A
Personal Scandal
by David Hagerty
I’d recorded history at the Daily
Herald for barely a year—long enough to know the actors in the drama but
not long enough to understand their backstory. I’d landed there right after
college, my first real job, the first requiring thought. I’d been doing my job,
nothing more, I told myself, just a reporter looking for a story, when I came
across that burning ember on the local police log.
I checked that printout every
morning—a quest for something worth printing in a small town with little real
news. It listed all the calls and arrests from the previous 24 hours, including
those when I’d been too distracted or sleepy to monitor the scanner. Typically,
I left disappointed. At most, I’d find a DUI or an inconsequential fight at the
high school.
That day, though, I saw a
familiar code, 152, listed by a familiar name: Sylvie Braxton. The
statute meant petty theft. Her name I recognized from the town’s school board,
where Sylvie sat as one of five elected members.
She was a bleached blonde who
wore house dresses and sensible shoes and confined her comments to safe stands.
She had supported the high school’s plan to limit sex education to abstinence
and the superintendent’s plan for a modest COLA for teachers, but otherwise she
failed to qualify as newsworthy.
This, though, merited headlines:
Trustee Busted.
In a town as quiet as
Rhineburgh, any criminality could make the local paper, but the arrest of a
local celebrity, no matter how minor, would capture the top of the front page.
Although an hour’s train ride from New York, the Hudson Valley defined bucolic,
with farmhouses several centuries old, thoroughbred horse farms, wineries
boasting of Old Vine Chardonnay, and a local chapter of the Daughters of the
American Revolution.

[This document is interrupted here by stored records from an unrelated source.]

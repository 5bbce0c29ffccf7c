// crates/promstore-core/src/telemetry.rs
// ============================================================================
// Module: Promstore Telemetry
// Description: Narrow metrics sink and cache diagnostic hook.
// Purpose: Emit ingest, query, and leadership signals without process-wide state.
// Dependencies: metrics, tracing
// ============================================================================

//! ## Overview
//! Components receive an [`AdapterMetrics`] sink and a [`CacheLogger`] at
//! construction. [`NoopMetrics`] discards everything; [`FacadeMetrics`]
//! forwards to the `metrics` facade so a host can install any exporter.
//! Exporter installation itself stays outside the core.
//! Security posture: labels are static; metric names and label values from
//! clients never become telemetry labels.

// ============================================================================
// SECTION: Imports
// ============================================================================

use std::time::Duration;

// ============================================================================
// SECTION: Constants
// ============================================================================

/// Namespace prefix for every emitted series.
pub const METRIC_NAMESPACE: &str = "promstore";
/// Tracing target used for cache diagnostics.
pub const CACHE_LOG_TARGET: &str = "promstore::cache";

// ============================================================================
// SECTION: Metric Kinds
// ============================================================================

/// Counter classification.
///
/// # Invariants
/// - Variants are stable for telemetry naming.
#[derive(Debug, Clone, Copy, PartialEq, Eq, Hash)]
pub enum CounterKind {
    /// Samples received on the write path.
    ReceivedSamples,
    /// Metadata entries received on the write path.
    ReceivedMetadata,
    /// Samples rejected or not committed.
    FailedSamples,
    /// Metadata entries not committed.
    FailedMetadata,
    /// Samples committed to storage.
    IngestedSamples,
    /// Metadata entries committed to storage.
    SentMetadata,
    /// Write requests with no valid series.
    InvalidWriteRequests,
    /// Read requests rejected as malformed.
    InvalidReadRequests,
    /// Read requests received.
    ReceivedQueries,
    /// Read requests executed successfully.
    ExecutedQueries,
    /// Read requests that failed.
    FailedQueries,
    /// Read requests that hit their deadline.
    TimedOutQueries,
}

impl CounterKind {
    /// Returns the stable series name (without namespace).
    #[must_use]
    pub const fn as_str(self) -> &'static str {
        match self {
            Self::ReceivedSamples => "received_samples_total",
            Self::ReceivedMetadata => "received_metadata_total",
            Self::FailedSamples => "failed_samples_total",
            Self::FailedMetadata => "failed_metadata_total",
            Self::IngestedSamples => "ingested_samples_total",
            Self::SentMetadata => "sent_metadata_total",
            Self::InvalidWriteRequests => "invalid_write_requests",
            Self::InvalidReadRequests => "invalid_read_requests",
            Self::ReceivedQueries => "received_queries_total",
            Self::ExecutedQueries => "executed_queries_total",
            Self::FailedQueries => "queries_failed_total",
            Self::TimedOutQueries => "queries_timed_out_total",
        }
    }
}

/// Duration histogram classification.
///
/// # Invariants
/// - Variants are stable for telemetry naming.
#[derive(Debug, Clone, Copy, PartialEq, Eq, Hash)]
pub enum DurationKind {
    /// Time spent committing one write batch.
    SentBatch,
    /// Time spent executing one read.
    Query,
}

impl DurationKind {
    /// Returns the stable series name (without namespace).
    #[must_use]
    pub const fn as_str(self) -> &'static str {
        match self {
            Self::SentBatch => "sent_batch_duration_seconds",
            Self::Query => "query_duration_seconds",
        }
    }
}

// ============================================================================
// SECTION: Metrics Sink
// ============================================================================

/// Metrics sink for adapter signals.
pub trait AdapterMetrics: Send + Sync {
    /// Adds `value` to a counter.
    fn record_count(&self, kind: CounterKind, value: u64);
    /// Records a duration observation.
    fn observe_duration(&self, kind: DurationKind, elapsed: Duration);
    /// Publishes whether this instance currently leads.
    fn set_leader(&self, leading: bool);
}

/// No-op metrics sink.
///
/// # Invariants
/// - Metrics are intentionally discarded.
#[derive(Debug, Default, Clone, Copy)]
pub struct NoopMetrics;

impl AdapterMetrics for NoopMetrics {
    fn record_count(&self, _kind: CounterKind, _value: u64) {}

    fn observe_duration(&self, _kind: DurationKind, _elapsed: Duration) {}

    fn set_leader(&self, _leading: bool) {}
}

/// Metrics sink forwarding to the `metrics` facade.
///
/// Series are named `promstore_<kind>`; the leader gauge is
/// `promstore_current_leader`.
#[derive(Debug, Default, Clone, Copy)]
pub struct FacadeMetrics;

impl AdapterMetrics for FacadeMetrics {
    fn record_count(&self, kind: CounterKind, value: u64) {
        if value == 0 {
            return;
        }
        metrics::counter!(format!("{METRIC_NAMESPACE}_{}", kind.as_str())).increment(value);
    }

    fn observe_duration(&self, kind: DurationKind, elapsed: Duration) {
        metrics::histogram!(format!("{METRIC_NAMESPACE}_{}", kind.as_str()))
            .record(elapsed.as_secs_f64());
    }

    fn set_leader(&self, leading: bool) {
        let value = if leading { 1.0 } else { 0.0 };
        metrics::gauge!(format!("{METRIC_NAMESPACE}_current_leader")).set(value);
    }
}

// ============================================================================
// SECTION: Cache Logger
// ============================================================================

/// Diagnostic hook accepted by the catalog cache.
pub trait CacheLogger: Send + Sync {
    /// Records a cache diagnostic message.
    fn log(&self, message: &str);
}

/// Cache logger routing diagnostics to `tracing` at debug level.
#[derive(Debug, Default, Clone, Copy)]
pub struct TracingCacheLogger;

impl CacheLogger for TracingCacheLogger {
    fn log(&self, message: &str) {
        tracing::debug!(target: CACHE_LOG_TARGET, "{message}");
    }
}
// crates/promstore-config/src/logging.rs
// ============================================================================
// Module: Logging Setup
// Description: Installs the global tracing subscriber from configuration.
// Purpose: Route adapter and store events to stderr as text or JSON.
// Dependencies: tracing, tracing-subscriber
// ============================================================================

//! ## Overview
//! `RUST_LOG` takes precedence over the configured level when it is set and
//! parses. Installing twice is not an error; the first subscriber wins.

// ============================================================================
// SECTION: Imports
// ============================================================================

use tracing::Level;
use tracing_subscriber::EnvFilter;

use crate::config::ConfigError;
use crate::config::LogFormat;
use crate::config::LoggingConfig;

// ============================================================================
// SECTION: Setup
// ============================================================================

/// Parses a configured log level.
///
/// # Errors
///
/// Returns [`ConfigError::Invalid`] for anything other than `debug`, `info`,
/// `warn`, or `error`.
pub fn parse_level(value: &str) -> Result<Level, ConfigError> {
    match value.trim().to_ascii_lowercase().as_str() {
        "debug" => Ok(Level::DEBUG),
        "info" => Ok(Level::INFO),
        "warn" => Ok(Level::WARN),
        "error" => Ok(Level::ERROR),
        other => Err(ConfigError::Invalid(format!("logging.level `{other}` is not supported"))),
    }
}

/// Installs the global subscriber.
///
/// Returns `false` when another subscriber was already installed.
///
/// # Errors
///
/// Returns [`ConfigError::Invalid`] when the configured level is invalid.
pub fn init_logging(config: &LoggingConfig) -> Result<bool, ConfigError> {
    let level = parse_level(&config.level)?;
    let filter = EnvFilter::try_from_default_env()
        .unwrap_or_else(|_| EnvFilter::new(level.as_str().to_ascii_lowercase()));
    let builder = tracing_subscriber::fmt().with_env_filter(filter).with_writer(std::io::stderr);
    let installed = match config.format {
        LogFormat::Text => builder.try_init().is_ok(),
        LogFormat::Json => builder.json().try_init().is_ok(),
    };
    if installed {
        tracing::debug!(level = %level, "logging initialized");
    }
    Ok(installed)
}

// ============================================================================
// SECTION: Tests
// ============================================================================

#[cfg(test)]
mod tests {
    #![allow(clippy::unwrap_used, reason = "Test assertions use unwrap for clarity.")]

    use tracing::Level;

    use super::parse_level;

    #[test]
    fn levels_parse_case_insensitively() {
        assert_eq!(parse_level("WARN").unwrap(), Level::WARN);
        assert_eq!(parse_level(" debug ").unwrap(), Level::DEBUG);
    }

    #[test]
    fn trace_is_not_accepted() {
        assert!(parse_level("trace").is_err());
        assert!(parse_level("").is_err());
    }
}
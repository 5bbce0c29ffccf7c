// crates/promstore-core/src/core/catalog.rs
// ============================================================================
// Module: Promstore Catalog Entries
// Description: Durable metric-to-relation mapping records.
// Purpose: Define the catalog row that is the sole authority for name resolution.
// Dependencies: serde
// ============================================================================

//! ## Overview
//! A [`CatalogEntry`] binds one metric name to exactly one data relation and
//! one series relation. Entries are created once by the leader, persisted
//! durably, and never deleted by the core.

// ============================================================================
// SECTION: Imports
// ============================================================================

use serde::Deserialize;
use serde::Serialize;

use crate::core::identifiers::MetricName;
use crate::core::identifiers::RelationName;

// ============================================================================
// SECTION: Catalog Entry
// ============================================================================

/// Durable catalog row for a metric.
///
/// # Invariants
/// - Exactly one entry exists per metric name.
/// - No two entries share a data or series relation.
/// - `creation_completed` flips to true once finalization indexed the relations.
#[derive(Debug, Clone, PartialEq, Eq, Serialize, Deserialize)]
pub struct CatalogEntry {
    /// Client-visible metric name.
    pub metric_name: MetricName,
    /// Relation holding samples.
    pub data_relation: RelationName,
    /// Relation holding series label sets.
    pub series_relation: RelationName,
    /// Creation timestamp (unix ms).
    pub created_at_ms: i64,
    /// Whether two-phase creation has been finalized.
    pub creation_completed: bool,
}

impl CatalogEntry {
    /// Creates a tentative (not yet finalized) entry.
    #[must_use]
    pub const fn tentative(
        metric_name: MetricName,
        data_relation: RelationName,
        series_relation: RelationName,
        created_at_ms: i64,
    ) -> Self {
        Self {
            metric_name,
            data_relation,
            series_relation,
            created_at_ms,
            creation_completed: false,
        }
    }

    /// Returns the namespace of the data relation.
    #[must_use]
    pub fn schema_namespace(&self) -> &str {
        &self.data_relation.namespace
    }
}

It had preserved as much of that era as it could,
including an insularity to progress.
I asked a dispatcher to summon a
lieutenant and waited impatiently in the lobby of the police department as
other citizens filed past to pay for their pet licenses or complain about their
neighbors. From inside I heard clanging typewriters and ringing phones.
Probably 20 minutes elapsed before the clerk ushered me inside.
Despite his grey hair, Lt. Jim
Glanville looked like a cop, with the stereotypical full mustache and stocky
build, and the weariness too, from keeping the peace amid generational grudges.
His office always smelled of breath mints and Old Spice, as though he were
masking some inner decay. He scanned the file quickly then stared at me for an
uncomfortable time. “What’s the news value in this?”
“You know who she is?”
He shook his head.
As I explained, he maintained
that neutral stare, but exhaled softly as though practicing at patience. We
both knew I had the right to ask about any case, no matter how petty—the power
of the press, even a local rag—so rather than resist, he scanned again. I tried
to read the copy upside down, which I could often do faster than the cops could
right side up, but Glanville saw my tactic and tilted the page toward him. Then
he sketched the facts:
Sylvie Braxton, 39, WF, arrested
at 1:14 p.m. Tuesday outside Dresser’s Dry Goods for petty larceny, a
misdemeanor.
“What’d she take?”
He studied the one-page report,
then glared. “Six dollars of makeup.”
I scribbled the details, then
asked if there was anything else newsworthy.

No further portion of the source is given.